What is evaluation?
According to the American Evaluation Association, evaluation is “a systematic process to determine merit, worth, value or significance”1 . Simply, evaluations can tell us if a program, policy or system is working, but evaluations can also answer dynamic questions such as:
- Why has a particular program had a positive impact?
- What changes can be made to improve project performance?
- Has a project been successful in including marginalized groups?
- Has a program been cost effective, and what is the return on investment?
While monitoring and evaluation (M&E) are frequently referenced together, they are in fact distinct from one another. Monitoring is an ongoing process, used to gather feedback to assess progress toward a goal2. While evaluation can be used as a way to monitor progress, monitoring and evaluation differ in terms of timing, scope and participants.
Timing: monitoring is continuous, and evaluation is done at a point in time.
Scope: monitoring focuses more on day to day activities and shorter term progress, assessing where to modify activities to meet an overall goal. Evaluation draws overall conclusions on the entire program’s effectiveness, sustainability, and impact.
Participants: Monitoring is frequently done in-house by project staff and participants, and evaluation often includes a larger group of stakeholders, participants, donors and oftentimes external evaluators2.
Principles of Evaluation
The American Evaluation Association details guiding principles for evaluators to direct best practice, sound methodology, and professionalism.
- Systematic Inquiry: Evaluators conduct systematic, data-based inquiries.
- Competence: Evaluators provide competent performance to stakeholders.
- Integrity/Honesty: Evaluators display honesty and integrity in their own behavior, and attempt to ensure the honesty and integrity of the entire evaluation process.
- Respect for People: Evaluators respect the security, dignity and self-worth of respondents, program participants, clients, and other evaluation stakeholders.
- Responsibilities for General and Public Welfare: Evaluators articulate and take into account the diversity of general and public interests and values that may be related to the evaluation3.
While every evaluation will vary in purpose and scope, these overarching values provide ideals to ensure the utmost integrity and ethics are practiced in any evaluation circumstance.
Evaluation in Practice
Evaluators can draw from many different methods and types of analysis in answering key questions about a project or program. These evaluation techniques are generally categorized into two types:
- Quantitative methods typically gather information in numerical form. Quantitative methods include surveys, polls, and questionnaires.
- Qualitative methods typically gather descriptive data. Qualitative methods include focus group discussions, key informant interviews and participant observation.
Strong evaluation methodology includes both qualitative and quantitative components, which is referred to as mixed method evaluation. Mixed method evaluations combine a variety of qualitative and quantitative techniques appropriate to the evaluation context and objectives.
Uses of Evaluation
Evaluations can be used in many ways. Evaluations can be an internal learning tool for organizations to monitor progress and learn about what has worked and what has not worked in a particular approach or project.

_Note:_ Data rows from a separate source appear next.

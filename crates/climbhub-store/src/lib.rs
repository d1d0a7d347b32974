//! # climbhub-store
//!
//! The authoritative in-memory copy of a video list for one view session.
//!
//! [`VideoStore`] owns the video and comment entities plus the derived
//! per-video saved projection, and is the only place they are mutated.
//! Views hold a cloned store handle, read snapshots, and subscribe to
//! [`StoreEvent`]s so every mounted view of the same entity stays
//! consistent.

pub mod events;
pub mod store;

mod error;

pub use error::StoreError;
pub use events::{EventBus, StoreEvent, Subscription};
pub use store::VideoStore;
use thiserror::Error;

use climbhub_api::ApiError;
use climbhub_store::StoreError;

/// Rejections resolved entirely locally, before any network call.
#[derive(Error, Debug, Clone, Copy, PartialEq, Eq)]
pub enum ValidationError {
    /// Comment text was empty after trimming.
    #[error("Comment text is empty")]
    EmptyComment,

    /// No user identity was supplied for the intent.
    #[error("No user identity")]
    MissingUser,
}

/// Typed failures surfaced to the rendering layer.
///
/// Remote-call variants are raised only after rollback has restored the
/// pre-intent state; the core classifies and rolls back, the view decides
/// presentation.
#[derive(Error, Debug)]
pub enum InteractionError {
    #[error("Validation failed: {0}")]
    Validation(#[from] ValidationError),

    /// The remote toggle-like call failed; the optimistic flip was
    /// reverted.
    #[error("Like toggle failed: {0}")]
    Like(#[source] ApiError),

    /// The remote add-comment call failed; nothing was shown (comments are
    /// never optimistically inserted).
    #[error("Comment post failed: {0}")]
    Comment(#[source] ApiError),

    /// The remote toggle-save call failed; the optimistic flip was
    /// reverted.
    #[error("Save toggle failed: {0}")]
    Save(#[source] ApiError),

    /// A follow-up retrieval (comment re-fetch, profile refresh) failed.
    #[error("Fetch failed: {0}")]
    Fetch(#[source] ApiError),

    /// Store-level failure, e.g. the video left the collection mid-flight.
    #[error(transparent)]
    Store(#[from] StoreError),
}

/// Convenience alias used throughout the crate.
pub type Result<T> = std::result::Result<T, InteractionError>;
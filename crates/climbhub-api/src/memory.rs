//! In-memory [`VideoApi`] for testing.
//!
//! Behaves like a tiny backend: toggles really flip server-side state, and
//! added comments come back populated with the author's profile data. Each
//! operation can be switched to fail, and call counts are recorded so tests
//! can assert that local validation never reached the network.

use std::collections::HashMap;
use std::sync::atomic::{AtomicUsize, Ordering};
use std::sync::RwLock;

use async_trait::async_trait;
use chrono::Utc;

use climbhub_shared::{Comment, CommentId, Profile, UserId, Video, VideoId, VideoQuery};

use crate::client::{LikeStatus, SaveStatus, VideoApi};
use crate::error::{ApiError, Result};

#[derive(Debug, Default)]
struct FailureSwitches {
    list_videos: bool,
    get_comments: bool,
    toggle_like: bool,
    add_comment: bool,
    toggle_save: bool,
    get_profile: bool,
    /// Comment fetches failing for specific videos only, for partial
    /// hydration-failure tests.
    comments_for: Vec<VideoId>,
}

struct State {
    videos: Vec<Video>,
    comments: HashMap<VideoId, Vec<Comment>>,
    profiles: HashMap<UserId, Profile>,
    fail: FailureSwitches,
}

/// Per-operation call counters.
#[derive(Debug, Default)]
pub struct CallCounts {
    pub list_videos: AtomicUsize,
    pub get_comments: AtomicUsize,
    pub toggle_like: AtomicUsize,
    pub add_comment: AtomicUsize,
    pub toggle_save: AtomicUsize,
    pub get_profile: AtomicUsize,
}

/// Scriptable in-memory backend double.
pub struct InMemoryApi {
    state: RwLock<State>,
    calls: CallCounts,
}

impl Default for InMemoryApi {
    fn default() -> Self {
        Self::new()
    }
}

impl InMemoryApi {
    pub fn new() -> Self {
        Self {
            state: RwLock::new(State {
                videos: Vec::new(),
                comments: HashMap::new(),
                profiles: HashMap::new(),
                fail: FailureSwitches::default(),
            }),
            calls: CallCounts::default(),
        }
    }

    fn rejected<T>() -> Result<T> {
        Err(ApiError::Status {
            status: 500,
            message: "scripted failure".into(),
        })
    }

    fn lock(&self) -> std::sync::RwLockWriteGuard<'_, State> {
        self.state.write().unwrap_or_else(|e| e.into_inner())
    }

    pub fn seed_video(&self, video: Video) {
        let mut state = self.lock();
        state.comments.insert(video.id, video.comments.clone());
        state.videos.push(video);
    }

    pub fn seed_comment(&self, comment: Comment) {
        self.lock()
            .comments
            .entry(comment.video_id)
            .or_default()
            .push(comment);
    }

    pub fn seed_profile(&self, user: UserId, profile: Profile) {
        self.lock().profiles.insert(user, profile);
    }

    pub fn calls(&self) -> &CallCounts {
        &self.calls
    }

    /// Total across every operation; zero means nothing hit the "network".
    pub fn total_calls(&self) -> usize {
        let c = &self.calls;
        c.list_videos.load(Ordering::Relaxed)
            + c.get_comments.load(Ordering::Relaxed)
            + c.toggle_like.load(Ordering::Relaxed)
            + c.add_comment.load(Ordering::Relaxed)
            + c.toggle_save.load(Ordering::Relaxed)
            + c.get_profile.load(Ordering::Relaxed)
    }

    pub fn fail_list_videos(&self, fail: bool) {
        self.lock().fail.list_videos = fail;
    }

    pub fn fail_get_comments(&self, fail: bool) {
        self.lock().fail.get_comments = fail;
    }

    pub fn fail_comments_for(&self, video: VideoId) {
        self.lock().fail.comments_for.push(video);
    }

    pub fn fail_toggle_like(&self, fail: bool) {
        self.lock().fail.toggle_like = fail;
    }

    pub fn fail_add_comment(&self, fail: bool) {
        self.lock().fail.add_comment = fail;
    }

    pub fn fail_toggle_save(&self, fail: bool) {
        self.lock().fail.toggle_save = fail;
    }

    pub fn fail_get_profile(&self, fail: bool) {
        self.lock().fail.get_profile = fail;
    }

    fn author_for(state: &State, user: UserId) -> climbhub_shared::AuthorRef {
        state
            .profiles
            .get(&user)
            .map(|p| p.user.clone())
            .unwrap_or_else(|| climbhub_shared::AuthorRef {
                profile_id: climbhub_shared::ProfileId::new(),
                name: user.to_string(),
                image: None,
            })
    }
}

#[async_trait]
impl VideoApi for InMemoryApi {
    async fn list_videos(&self, query: &VideoQuery) -> Result<Vec<Video>> {
        self.calls.list_videos.fetch_add(1, Ordering::Relaxed);
        let state = self.lock();
        if state.fail.list_videos {
            return Self::rejected();
        }

        let mut videos: Vec<Video> = match query {
            VideoQuery::All => state.videos.clone(),
            VideoQuery::Gym(gym) => state
                .videos
                .iter()
                .filter(|v| v.gym.id == *gym)
                .cloned()
                .collect(),
            VideoQuery::Profile(profile) => state
                .videos
                .iter()
                .filter(|v| v.author.profile_id == *profile)
                .cloned()
                .collect(),
            VideoQuery::Preferences(user) => {
                let favorite_gyms = state
                    .profiles
                    .get(user)
                    .map(|p| p.gyms.clone())
                    .unwrap_or_default();
                let (mut preferred, other): (Vec<Video>, Vec<Video>) = state
                    .videos
                    .iter()
                    .cloned()
                    .partition(|v| favorite_gyms.contains(&v.gym.id));
                preferred.extend(other);
                preferred
            }
        };

        // Listings never carry comments; hydration is a separate call.
        for video in &mut videos {
            video.comments.clear();
        }
        Ok(videos)
    }

    async fn get_comments(&self, video: VideoId) -> Result<Vec<Comment>> {
        self.calls.get_comments.fetch_add(1, Ordering::Relaxed);
        let state = self.lock();
        if state.fail.get_comments || state.fail.comments_for.contains(&video) {
            return Self::rejected();
        }
        Ok(state.comments.get(&video).cloned().unwrap_or_default())
    }

    async fn toggle_like(&self, video: VideoId, user: UserId) -> Result<LikeStatus> {
        self.calls.toggle_like.fetch_add(1, Ordering::Relaxed);
        let mut state = self.lock();
        if state.fail.toggle_like {
            return Self::rejected();
        }
        let entry = state
            .videos
            .iter_mut()
            .find(|v| v.id == video)
            .ok_or(ApiError::Status {
                status: 404,
                message: "video not found".into(),
            })?;
        let liked = if entry.likes.remove(&user) {
            false
        } else {
            entry.likes.insert(user);
            true
        };
        Ok(LikeStatus {
            liked,
            like_count: entry.likes.len(),
        })
    }

    async fn add_comment(&self, video: VideoId, author: UserId, text: &str) -> Result<Comment> {
        self.calls.add_comment.fetch_add(1, Ordering::Relaxed);
        let mut state = self.lock();
        if state.fail.add_comment {
            return Self::rejected();
        }
        let comment = Comment {
            id: CommentId::new(),
            video_id: video,
            author: Self::author_for(&state, author),
            text: text.to_string(),
            created_at: Utc::now(),
        };
        state
            .comments
            .entry(video)
            .or_default()
            .push(comment.clone());
        Ok(comment)
    }

    async fn toggle_save(&self, video: VideoId, user: UserId) -> Result<SaveStatus> {
        self.calls.toggle_save.fetch_add(1, Ordering::Relaxed);
        let mut state = self.lock();
        if state.fail.toggle_save {
            return Self::rejected();
        }
        let profile = state.profiles.get_mut(&user).ok_or(ApiError::Status {
            status: 404,
            message: "profile not found".into(),
        })?;
        let saved = if profile.saved_videos.remove(&video) {
            false
        } else {
            profile.saved_videos.insert(video);
            true
        };
        Ok(SaveStatus { saved })
    }

    async fn get_profile(&self, user: UserId) -> Result<Profile> {
        self.calls.get_profile.fetch_add(1, Ordering::Relaxed);
        let state = self.lock();
        if state.fail.get_profile {
            return Self::rejected();
        }
        state.profiles.get(&user).cloned().ok_or(ApiError::Status {
            status: 404,
            message: "profile not found".into(),
        })
    }
}
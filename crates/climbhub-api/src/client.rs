//! The `VideoApi` trait: the backend's logical operations as seen by the
//! sync core.
//!
//! Implementations:
//! - [`HttpApi`](crate::HttpApi) - the real REST backend
//! - [`InMemoryApi`](crate::InMemoryApi) - scriptable double for tests

use async_trait::async_trait;
use serde::{Deserialize, Serialize};

use climbhub_shared::{Comment, Profile, UserId, Video, VideoId, VideoQuery};

use crate::error::Result;

/// Outcome of a toggle-like call.
///
/// `liked` is the server's post-toggle membership verdict for the acting
/// user and wins over the client's optimistic state on mismatch.
#[derive(Debug, Clone, Copy, Serialize, Deserialize, PartialEq, Eq)]
#[serde(rename_all = "camelCase")]
pub struct LikeStatus {
    pub liked: bool,
    pub like_count: usize,
}

/// Outcome of a toggle-save call.
#[derive(Debug, Clone, Copy, Serialize, Deserialize, PartialEq, Eq)]
#[serde(rename_all = "camelCase")]
pub struct SaveStatus {
    pub saved: bool,
}

/// Asynchronous interface to the ClimbHub backend.
///
/// Every method is a suspension point for the sync core; nothing else in
/// the core suspends. All user identity is passed explicitly so callers
/// can be tested in isolation.
#[async_trait]
pub trait VideoApi: Send + Sync {
    /// List videos for one of the four query shapes. Videos arrive without
    /// comments; hydration is the store's job.
    async fn list_videos(&self, query: &VideoQuery) -> Result<Vec<Video>>;

    /// Fetch the comment sequence for a video, server chronological order.
    async fn get_comments(&self, video: VideoId) -> Result<Vec<Comment>>;

    /// Flip `user`'s membership in the video's like set.
    async fn toggle_like(&self, video: VideoId, user: UserId) -> Result<LikeStatus>;

    /// Create a comment. The returned comment is server-populated,
    /// including denormalized author display data.
    async fn add_comment(&self, video: VideoId, author: UserId, text: &str) -> Result<Comment>;

    /// Flip whether `user` has saved the video to their profile.
    async fn toggle_save(&self, video: VideoId, user: UserId) -> Result<SaveStatus>;

    /// Fetch a user's profile, including the authoritative saved-video set.
    async fn get_profile(&self, user: UserId) -> Result<Profile>;
}
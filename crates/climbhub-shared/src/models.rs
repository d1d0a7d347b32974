//! Entity models exchanged with the ClimbHub backend.
//!
//! Every struct derives `Serialize` and `Deserialize` so it can be handed
//! directly to the rendering layer as well as decoded from API responses.
//! Entities are created by server responses, mutated only through the store
//! and controller, and evicted when the owning view session ends.

use std::collections::HashSet;

use chrono::{DateTime, Utc};
use serde::{Deserialize, Serialize};

use crate::types::{CommentId, GradingSystem, GymId, ProfileId, SkillLevel, UserId, VideoId};

// ---------------------------------------------------------------------------
// Denormalized references
// ---------------------------------------------------------------------------

/// Denormalized gym data carried on each video.
#[derive(Debug, Clone, Serialize, Deserialize, PartialEq, Eq)]
#[serde(rename_all = "camelCase")]
pub struct GymRef {
    pub id: GymId,
    pub name: String,
    pub location: String,
}

/// Denormalized author display data carried on videos and comments.
///
/// The backend populates `name` and `image`; the client never synthesizes
/// these fields (a comment echoed without them is re-fetched instead).
#[derive(Debug, Clone, Serialize, Deserialize, PartialEq, Eq)]
#[serde(rename_all = "camelCase")]
pub struct AuthorRef {
    pub profile_id: ProfileId,
    pub name: String,
    pub image: Option<String>,
}

// ---------------------------------------------------------------------------
// Video
// ---------------------------------------------------------------------------

/// A single uploaded climbing video with its social interaction state.
///
/// `likes` is the authoritative like set: a user appears at most once and
/// `likes.len()` is the like count. `comments` is append-only in server
/// chronological order; the client never reorders or deduplicates it.
#[derive(Debug, Clone, Serialize, Deserialize, PartialEq, Eq)]
#[serde(rename_all = "camelCase")]
pub struct Video {
    pub id: VideoId,
    pub description: String,
    /// Grade within `grading_system`, e.g. "V4" or "Yellow".
    pub difficulty_level: String,
    pub grading_system: GradingSystem,
    pub gym: GymRef,
    pub author: AuthorRef,
    pub created_at: DateTime<Utc>,
    /// Opaque media reference; playback is the rendering layer's concern.
    pub video_url: String,
    pub likes: HashSet<UserId>,
    #[serde(default)]
    pub comments: Vec<Comment>,
}

// ---------------------------------------------------------------------------
// Comment
// ---------------------------------------------------------------------------

/// A comment on a video. Created server-side; never edited or deleted by
/// this client.
#[derive(Debug, Clone, Serialize, Deserialize, PartialEq, Eq)]
#[serde(rename_all = "camelCase")]
pub struct Comment {
    pub id: CommentId,
    /// Back-reference for lookup, not an ownership edge.
    pub video_id: VideoId,
    pub author: AuthorRef,
    pub text: String,
    pub created_at: DateTime<Utc>,
}

// ---------------------------------------------------------------------------
// Profile
// ---------------------------------------------------------------------------

/// A climber profile with preferences and the saved-videos relation.
///
/// `saved_videos` is the single source of truth for save status; any
/// per-video "is saved" flag held elsewhere is a derived projection that
/// must be reconciled against this set.
#[derive(Debug, Clone, Serialize, Deserialize, PartialEq, Eq)]
#[serde(rename_all = "camelCase")]
pub struct Profile {
    pub id: ProfileId,
    pub user: AuthorRef,
    pub skill_level: SkillLevel,
    /// Favorite gyms, used for preference-ranked listings.
    pub gyms: HashSet<GymId>,
    pub saved_videos: HashSet<VideoId>,
}
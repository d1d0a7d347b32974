//! Reconciliation of the saved-videos relationship.
//!
//! Save status is sourced from the profile entity, not the video entity.
//! This adapter recomputes the per-video saved projection from the
//! authoritative `saved_videos` set. It never mutates the store; callers
//! merge the returned map themselves.

use std::collections::HashMap;
use std::sync::Arc;

use tracing::debug;

use climbhub_api::{ApiError, VideoApi};
use climbhub_shared::{Profile, UserId, Video, VideoId};

#[derive(Clone)]
pub struct ProfileSyncAdapter {
    api: Arc<dyn VideoApi>,
}

impl ProfileSyncAdapter {
    pub fn new(api: Arc<dyn VideoApi>) -> Self {
        Self { api }
    }

    /// Fetch the profile and map every known video id to its membership in
    /// the authoritative saved set. Pure function of server state.
    pub async fn refresh(
        &self,
        user: UserId,
        known: &[VideoId],
    ) -> Result<HashMap<VideoId, bool>, ApiError> {
        let profile = self.api.get_profile(user).await?;
        debug!(user = %user, saved = profile.saved_videos.len(), "saved set refreshed");
        Ok(known
            .iter()
            .map(|&id| (id, profile.saved_videos.contains(&id)))
            .collect())
    }

    /// Seed the saved projection for a freshly loaded video list without a
    /// toggle round trip.
    pub fn build_initial_map(profile: &Profile, videos: &[Video]) -> HashMap<VideoId, bool> {
        videos
            .iter()
            .map(|video| (video.id, profile.saved_videos.contains(&video.id)))
            .collect()
    }
}
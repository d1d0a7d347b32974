//! # climbhub-shared
//!
//! Domain types shared by every ClimbHub crate: entity ids, grading and
//! skill enums, and the video/comment/profile models exchanged with the
//! backend.

pub mod models;
pub mod types;

pub use models::*;
pub use types::*;
//! REST implementation of [`VideoApi`] over the ClimbHub backend.

use async_trait::async_trait;
use serde::Deserialize;
use tracing::debug;

use climbhub_shared::{Comment, Profile, UserId, Video, VideoId, VideoQuery};

use crate::client::{LikeStatus, SaveStatus, VideoApi};
use crate::config::ApiConfig;
use crate::error::{ApiError, Result};

/// Shape of a backend error body, e.g. `{"error": "video not found"}`.
#[derive(Debug, Deserialize)]
struct ErrorBody {
    error: Option<String>,
}

/// Preference-ranked listings come back in two buckets.
#[derive(Debug, Deserialize)]
#[serde(rename_all = "camelCase")]
struct PreferenceFeed {
    preferred_videos: Vec<Video>,
    other_videos: Vec<Video>,
}

/// [`VideoApi`] over HTTP.
///
/// Cheap to clone; the inner `reqwest::Client` is a connection-pooling
/// handle. The request timeout and optional bearer token come from
/// [`ApiConfig`].
#[derive(Clone)]
pub struct HttpApi {
    http: reqwest::Client,
    config: ApiConfig,
}

impl HttpApi {
    pub fn new(config: ApiConfig) -> Result<Self> {
        let http = reqwest::Client::builder()
            .timeout(config.request_timeout)
            .build()?;
        Ok(Self { http, config })
    }

    fn url(&self, path: &str) -> String {
        format!("{}{}", self.config.trimmed_base_url(), path)
    }

    fn request(&self, method: reqwest::Method, path: &str) -> reqwest::RequestBuilder {
        let mut builder = self.http.request(method, self.url(path));
        if let Some(ref token) = self.config.auth_token {
            builder = builder.bearer_auth(token);
        }
        builder
    }

    /// Check the status and decode the body, surfacing the backend's
    /// `error` field when the call was rejected.
    async fn decode<T: serde::de::DeserializeOwned>(response: reqwest::Response) -> Result<T> {
        let status = response.status();
        if !status.is_success() {
            let message = response
                .json::<ErrorBody>()
                .await
                .ok()
                .and_then(|body| body.error)
                .unwrap_or_else(|| status.to_string());
            return Err(ApiError::Status {
                status: status.as_u16(),
                message,
            });
        }
        response
            .json::<T>()
            .await
            .map_err(|e| ApiError::Decode(e.to_string()))
    }
}

#[async_trait]
impl VideoApi for HttpApi {
    async fn list_videos(&self, query: &VideoQuery) -> Result<Vec<Video>> {
        let path = match query {
            VideoQuery::All => "/video".to_string(),
            VideoQuery::Gym(gym) => format!("/video/gym/{gym}"),
            VideoQuery::Profile(profile) => format!("/video/profile/{profile}"),
            VideoQuery::Preferences(user) => format!("/video/preferences/{user}"),
        };
        debug!(%path, "listing videos");

        let response = self.request(reqwest::Method::GET, &path).send().await?;

        // The preference feed is the one listing with a distinct envelope:
        // preferred videos first, then the rest.
        if matches!(query, VideoQuery::Preferences(_)) {
            let feed: PreferenceFeed = Self::decode(response).await?;
            let mut videos = feed.preferred_videos;
            videos.extend(feed.other_videos);
            Ok(videos)
        } else {
            Self::decode(response).await
        }
    }

    async fn get_comments(&self, video: VideoId) -> Result<Vec<Comment>> {
        let response = self
            .request(reqwest::Method::GET, &format!("/comment/{video}"))
            .send()
            .await?;
        Self::decode(response).await
    }

    async fn toggle_like(&self, video: VideoId, user: UserId) -> Result<LikeStatus> {
        let response = self
            .request(reqwest::Method::POST, &format!("/video/{video}/like"))
            .json(&serde_json::json!({ "userId": user }))
            .send()
            .await?;
        Self::decode(response).await
    }

    async fn add_comment(&self, video: VideoId, author: UserId, text: &str) -> Result<Comment> {
        let response = self
            .request(reqwest::Method::POST, "/comment")
            .json(&serde_json::json!({
                "videoId": video,
                "userId": author,
                "text": text,
            }))
            .send()
            .await?;
        Self::decode(response).await
    }

    async fn toggle_save(&self, video: VideoId, user: UserId) -> Result<SaveStatus> {
        let response = self
            .request(reqwest::Method::POST, &format!("/video/{video}/save"))
            .json(&serde_json::json!({ "userId": user }))
            .send()
            .await?;
        Self::decode(response).await
    }

    async fn get_profile(&self, user: UserId) -> Result<Profile> {
        let response = self
            .request(reqwest::Method::GET, &format!("/profile/{user}"))
            .send()
            .await?;
        Self::decode(response).await
    }
}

With learning in mind, evaluations can be a catalyst for adaptive management and directing continual improvements within an organization. Additionally, in the international development realm, evaluations are frequently a donor requirement. In this context, evaluations are an external learning tool to inform donors, partners and other stakeholders about project success, shortfalls and lessons learned that can help to inform future funding priorities and project design.
Careers in Evaluation and International Development
A basic understanding of evaluation principles and methods is necessary to be an effective international development practitioner. Even if you aren’t seeking to be a professional evaluator, evaluation is an important skill in any role – as a program manager, a technical implementer, or in administration – to guide and make decisions about program implementation, to track progress and to evaluate success. There are also many career paths that require specific and in-depth evaluation expertise. Many NGOs, donors and government agencies staff evaluation professionals in-house to lead both monitoring and evaluation efforts and inform best practices and learning across the organization. Additionally, these entities often partner with evaluation firms, which can provide expert services and an independent, unbiased evaluation.